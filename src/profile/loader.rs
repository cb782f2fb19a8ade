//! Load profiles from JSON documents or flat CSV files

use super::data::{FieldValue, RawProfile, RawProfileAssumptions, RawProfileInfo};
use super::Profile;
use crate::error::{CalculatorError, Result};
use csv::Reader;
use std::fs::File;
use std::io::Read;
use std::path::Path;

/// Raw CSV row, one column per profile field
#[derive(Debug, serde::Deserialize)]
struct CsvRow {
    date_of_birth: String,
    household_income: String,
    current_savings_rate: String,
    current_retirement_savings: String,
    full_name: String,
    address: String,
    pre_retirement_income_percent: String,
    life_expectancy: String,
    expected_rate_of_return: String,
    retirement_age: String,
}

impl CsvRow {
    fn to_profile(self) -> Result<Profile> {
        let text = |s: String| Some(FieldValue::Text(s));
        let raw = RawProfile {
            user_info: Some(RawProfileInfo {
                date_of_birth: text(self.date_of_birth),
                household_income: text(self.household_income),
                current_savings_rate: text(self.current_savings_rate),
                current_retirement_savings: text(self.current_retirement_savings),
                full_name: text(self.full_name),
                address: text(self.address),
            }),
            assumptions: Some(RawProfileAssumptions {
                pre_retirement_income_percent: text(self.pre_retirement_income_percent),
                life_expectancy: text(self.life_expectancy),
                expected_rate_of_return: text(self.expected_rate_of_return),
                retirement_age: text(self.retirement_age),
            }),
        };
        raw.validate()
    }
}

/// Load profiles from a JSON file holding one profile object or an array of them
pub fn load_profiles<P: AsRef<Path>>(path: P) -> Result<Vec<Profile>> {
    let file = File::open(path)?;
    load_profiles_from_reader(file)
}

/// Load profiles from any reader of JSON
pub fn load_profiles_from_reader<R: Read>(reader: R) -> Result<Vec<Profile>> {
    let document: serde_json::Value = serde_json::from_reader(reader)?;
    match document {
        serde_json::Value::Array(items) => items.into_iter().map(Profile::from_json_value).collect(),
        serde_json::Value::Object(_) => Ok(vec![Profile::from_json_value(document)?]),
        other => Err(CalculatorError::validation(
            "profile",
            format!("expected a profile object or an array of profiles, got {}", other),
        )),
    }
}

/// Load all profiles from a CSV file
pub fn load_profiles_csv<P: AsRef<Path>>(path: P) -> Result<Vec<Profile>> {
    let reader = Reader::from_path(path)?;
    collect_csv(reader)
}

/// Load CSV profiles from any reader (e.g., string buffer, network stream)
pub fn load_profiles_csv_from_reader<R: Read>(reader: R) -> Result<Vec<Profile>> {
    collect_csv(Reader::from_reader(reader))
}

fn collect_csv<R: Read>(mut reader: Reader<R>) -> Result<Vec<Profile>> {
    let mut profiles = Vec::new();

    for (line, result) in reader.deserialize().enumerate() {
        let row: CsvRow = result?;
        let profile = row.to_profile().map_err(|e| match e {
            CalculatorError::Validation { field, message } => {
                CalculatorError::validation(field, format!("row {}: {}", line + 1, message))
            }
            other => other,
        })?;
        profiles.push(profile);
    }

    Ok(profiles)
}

---

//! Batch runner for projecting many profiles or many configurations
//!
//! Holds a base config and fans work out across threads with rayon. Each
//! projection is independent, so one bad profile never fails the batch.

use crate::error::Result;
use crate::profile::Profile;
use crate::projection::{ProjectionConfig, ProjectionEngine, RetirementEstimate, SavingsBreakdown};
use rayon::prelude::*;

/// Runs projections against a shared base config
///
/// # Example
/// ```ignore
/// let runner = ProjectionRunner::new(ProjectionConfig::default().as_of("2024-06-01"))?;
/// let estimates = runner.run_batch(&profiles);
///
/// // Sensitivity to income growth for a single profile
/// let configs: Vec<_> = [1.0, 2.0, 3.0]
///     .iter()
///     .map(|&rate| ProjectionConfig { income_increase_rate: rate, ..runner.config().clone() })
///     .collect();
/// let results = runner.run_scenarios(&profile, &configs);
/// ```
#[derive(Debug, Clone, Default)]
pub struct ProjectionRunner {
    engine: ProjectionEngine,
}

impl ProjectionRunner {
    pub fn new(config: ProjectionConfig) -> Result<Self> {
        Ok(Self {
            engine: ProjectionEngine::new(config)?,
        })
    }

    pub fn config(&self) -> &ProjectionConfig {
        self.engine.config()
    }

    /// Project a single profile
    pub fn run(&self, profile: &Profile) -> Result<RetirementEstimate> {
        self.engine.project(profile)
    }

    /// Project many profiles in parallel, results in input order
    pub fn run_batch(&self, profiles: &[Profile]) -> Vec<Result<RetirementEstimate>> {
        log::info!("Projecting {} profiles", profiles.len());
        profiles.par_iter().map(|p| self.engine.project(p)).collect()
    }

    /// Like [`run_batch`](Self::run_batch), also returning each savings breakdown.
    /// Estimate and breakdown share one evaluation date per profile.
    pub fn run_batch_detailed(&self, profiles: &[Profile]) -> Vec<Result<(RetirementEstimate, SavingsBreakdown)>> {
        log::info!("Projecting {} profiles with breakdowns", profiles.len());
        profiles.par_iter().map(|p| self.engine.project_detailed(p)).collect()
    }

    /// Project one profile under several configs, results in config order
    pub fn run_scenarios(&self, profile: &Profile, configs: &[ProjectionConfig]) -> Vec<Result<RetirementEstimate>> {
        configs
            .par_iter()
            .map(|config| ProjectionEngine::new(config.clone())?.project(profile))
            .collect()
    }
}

(The task): Every line above that includes the word "ProjectionEngine" should be listed.

(Solution):
use crate::projection::{ProjectionConfig, ProjectionEngine, RetirementEstimate, SavingsBreakdown};
    engine: ProjectionEngine,
            engine: ProjectionEngine::new(config)?,
            .map(|config| ProjectionEngine::new(config.clone())?.project(profile))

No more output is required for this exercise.